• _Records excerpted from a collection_

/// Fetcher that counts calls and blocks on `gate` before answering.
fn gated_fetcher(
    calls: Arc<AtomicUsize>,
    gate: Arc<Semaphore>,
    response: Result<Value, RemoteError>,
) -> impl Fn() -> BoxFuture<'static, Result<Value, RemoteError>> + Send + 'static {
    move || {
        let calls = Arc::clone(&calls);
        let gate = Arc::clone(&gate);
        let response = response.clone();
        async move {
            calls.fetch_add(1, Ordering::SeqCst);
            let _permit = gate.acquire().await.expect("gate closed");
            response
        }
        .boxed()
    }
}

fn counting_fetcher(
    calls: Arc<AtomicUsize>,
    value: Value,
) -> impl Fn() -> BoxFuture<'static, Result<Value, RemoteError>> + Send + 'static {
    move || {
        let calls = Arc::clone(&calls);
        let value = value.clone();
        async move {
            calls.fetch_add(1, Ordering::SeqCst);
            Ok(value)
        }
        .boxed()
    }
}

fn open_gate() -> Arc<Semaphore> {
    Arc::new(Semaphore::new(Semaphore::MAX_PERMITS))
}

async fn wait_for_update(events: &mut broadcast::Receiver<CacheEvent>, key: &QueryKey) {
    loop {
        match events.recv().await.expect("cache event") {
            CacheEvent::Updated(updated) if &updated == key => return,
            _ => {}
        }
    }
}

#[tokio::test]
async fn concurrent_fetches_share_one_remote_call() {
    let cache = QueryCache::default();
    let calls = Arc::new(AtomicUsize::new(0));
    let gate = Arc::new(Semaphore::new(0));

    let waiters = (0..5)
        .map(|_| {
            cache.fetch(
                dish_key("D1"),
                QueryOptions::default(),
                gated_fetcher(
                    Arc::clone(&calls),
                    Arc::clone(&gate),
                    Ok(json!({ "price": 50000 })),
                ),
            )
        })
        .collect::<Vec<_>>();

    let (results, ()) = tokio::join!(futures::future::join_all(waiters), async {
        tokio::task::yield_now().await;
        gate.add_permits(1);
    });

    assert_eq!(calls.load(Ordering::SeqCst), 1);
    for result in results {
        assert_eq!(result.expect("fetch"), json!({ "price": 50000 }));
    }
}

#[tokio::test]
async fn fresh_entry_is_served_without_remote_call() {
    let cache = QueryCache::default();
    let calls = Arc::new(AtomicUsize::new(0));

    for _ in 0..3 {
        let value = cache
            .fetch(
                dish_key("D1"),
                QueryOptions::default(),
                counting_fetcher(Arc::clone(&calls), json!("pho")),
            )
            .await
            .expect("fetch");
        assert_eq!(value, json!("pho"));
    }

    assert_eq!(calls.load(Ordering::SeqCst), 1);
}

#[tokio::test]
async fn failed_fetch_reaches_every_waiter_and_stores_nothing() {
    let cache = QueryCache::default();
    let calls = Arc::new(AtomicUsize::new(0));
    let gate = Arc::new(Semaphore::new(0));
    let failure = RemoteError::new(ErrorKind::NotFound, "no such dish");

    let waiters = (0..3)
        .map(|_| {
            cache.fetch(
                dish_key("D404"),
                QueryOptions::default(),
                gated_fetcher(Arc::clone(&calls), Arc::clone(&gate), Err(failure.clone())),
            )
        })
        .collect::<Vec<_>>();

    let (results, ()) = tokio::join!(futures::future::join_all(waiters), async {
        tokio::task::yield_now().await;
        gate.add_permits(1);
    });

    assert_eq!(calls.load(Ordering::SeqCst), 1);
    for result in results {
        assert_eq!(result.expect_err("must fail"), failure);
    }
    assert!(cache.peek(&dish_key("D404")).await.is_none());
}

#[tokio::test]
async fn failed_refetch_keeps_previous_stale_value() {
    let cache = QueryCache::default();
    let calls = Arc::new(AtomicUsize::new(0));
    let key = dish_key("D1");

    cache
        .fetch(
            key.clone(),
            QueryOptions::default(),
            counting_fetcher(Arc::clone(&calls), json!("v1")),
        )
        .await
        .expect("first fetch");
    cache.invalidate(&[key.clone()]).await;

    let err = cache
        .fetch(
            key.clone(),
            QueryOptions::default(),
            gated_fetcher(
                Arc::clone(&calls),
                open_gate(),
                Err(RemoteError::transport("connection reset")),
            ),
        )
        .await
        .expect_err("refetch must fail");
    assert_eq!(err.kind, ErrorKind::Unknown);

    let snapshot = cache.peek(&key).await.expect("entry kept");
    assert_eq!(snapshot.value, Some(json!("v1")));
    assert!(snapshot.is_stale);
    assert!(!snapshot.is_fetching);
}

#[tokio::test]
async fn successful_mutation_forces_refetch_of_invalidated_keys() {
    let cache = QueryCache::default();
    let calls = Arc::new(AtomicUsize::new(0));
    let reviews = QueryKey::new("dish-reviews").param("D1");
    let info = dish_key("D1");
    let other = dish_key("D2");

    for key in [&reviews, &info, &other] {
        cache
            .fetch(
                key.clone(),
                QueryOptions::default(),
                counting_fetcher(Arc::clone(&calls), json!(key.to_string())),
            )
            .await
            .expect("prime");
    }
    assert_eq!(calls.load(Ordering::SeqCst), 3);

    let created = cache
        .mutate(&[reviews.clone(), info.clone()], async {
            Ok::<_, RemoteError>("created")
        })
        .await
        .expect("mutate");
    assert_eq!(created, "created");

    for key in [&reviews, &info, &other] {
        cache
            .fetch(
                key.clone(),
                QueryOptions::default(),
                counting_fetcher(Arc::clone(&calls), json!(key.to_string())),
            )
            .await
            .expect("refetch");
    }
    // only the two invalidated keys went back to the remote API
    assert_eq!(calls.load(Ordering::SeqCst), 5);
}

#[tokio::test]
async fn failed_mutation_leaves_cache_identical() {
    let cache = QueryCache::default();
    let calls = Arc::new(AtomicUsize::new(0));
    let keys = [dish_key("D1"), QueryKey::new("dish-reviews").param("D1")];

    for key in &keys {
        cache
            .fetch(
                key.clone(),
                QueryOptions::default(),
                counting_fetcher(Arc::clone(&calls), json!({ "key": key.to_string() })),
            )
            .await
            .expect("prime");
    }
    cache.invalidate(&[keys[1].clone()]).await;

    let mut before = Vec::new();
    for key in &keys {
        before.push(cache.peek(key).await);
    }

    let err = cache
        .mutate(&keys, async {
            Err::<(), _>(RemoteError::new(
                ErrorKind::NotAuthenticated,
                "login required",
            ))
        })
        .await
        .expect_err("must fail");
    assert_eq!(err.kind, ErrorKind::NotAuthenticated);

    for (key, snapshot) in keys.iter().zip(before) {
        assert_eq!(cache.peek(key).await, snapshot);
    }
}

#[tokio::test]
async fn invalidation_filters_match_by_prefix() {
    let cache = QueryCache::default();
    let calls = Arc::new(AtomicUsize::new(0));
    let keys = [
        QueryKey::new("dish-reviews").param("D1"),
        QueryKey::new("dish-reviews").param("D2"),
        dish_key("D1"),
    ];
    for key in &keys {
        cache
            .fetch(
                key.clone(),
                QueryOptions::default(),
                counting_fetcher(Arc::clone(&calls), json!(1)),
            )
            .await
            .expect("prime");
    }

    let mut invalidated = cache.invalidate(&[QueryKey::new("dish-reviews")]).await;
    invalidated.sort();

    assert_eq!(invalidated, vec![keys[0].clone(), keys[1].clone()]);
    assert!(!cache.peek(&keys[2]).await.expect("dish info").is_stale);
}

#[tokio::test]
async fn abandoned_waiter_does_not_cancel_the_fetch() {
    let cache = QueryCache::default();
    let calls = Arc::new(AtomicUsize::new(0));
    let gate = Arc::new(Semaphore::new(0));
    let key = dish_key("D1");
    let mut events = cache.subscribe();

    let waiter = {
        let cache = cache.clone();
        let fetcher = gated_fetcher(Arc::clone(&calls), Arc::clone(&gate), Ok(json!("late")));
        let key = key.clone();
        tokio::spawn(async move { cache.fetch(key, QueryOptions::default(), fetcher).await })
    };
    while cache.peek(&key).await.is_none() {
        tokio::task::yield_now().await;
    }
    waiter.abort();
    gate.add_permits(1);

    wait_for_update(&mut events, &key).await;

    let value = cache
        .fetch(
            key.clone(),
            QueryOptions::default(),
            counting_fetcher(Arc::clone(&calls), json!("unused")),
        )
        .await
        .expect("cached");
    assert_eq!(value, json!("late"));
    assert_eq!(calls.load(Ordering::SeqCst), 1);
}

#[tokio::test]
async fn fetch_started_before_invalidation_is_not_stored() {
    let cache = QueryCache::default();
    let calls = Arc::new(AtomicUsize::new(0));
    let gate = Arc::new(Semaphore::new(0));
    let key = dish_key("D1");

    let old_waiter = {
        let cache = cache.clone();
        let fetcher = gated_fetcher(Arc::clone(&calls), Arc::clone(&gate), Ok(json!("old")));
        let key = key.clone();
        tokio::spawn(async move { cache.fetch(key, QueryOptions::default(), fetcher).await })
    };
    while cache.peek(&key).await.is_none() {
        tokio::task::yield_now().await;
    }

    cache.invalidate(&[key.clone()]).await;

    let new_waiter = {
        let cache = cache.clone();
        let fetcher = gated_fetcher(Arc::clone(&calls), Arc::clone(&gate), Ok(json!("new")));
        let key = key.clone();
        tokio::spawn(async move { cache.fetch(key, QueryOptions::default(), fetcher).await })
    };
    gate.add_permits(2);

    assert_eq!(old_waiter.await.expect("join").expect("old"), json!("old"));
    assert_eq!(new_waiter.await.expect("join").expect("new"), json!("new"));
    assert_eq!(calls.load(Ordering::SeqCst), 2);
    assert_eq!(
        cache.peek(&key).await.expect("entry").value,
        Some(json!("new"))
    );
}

• _TASK TO COMPLETE_
Wherever the string "must" appears in the records above, copy the line it sits in.

• _OUTPUT OF THE EXERCISE_
        assert_eq!(result.expect_err("must fail"), failure);
        .expect_err("refetch must fail");
        .expect_err("must fail");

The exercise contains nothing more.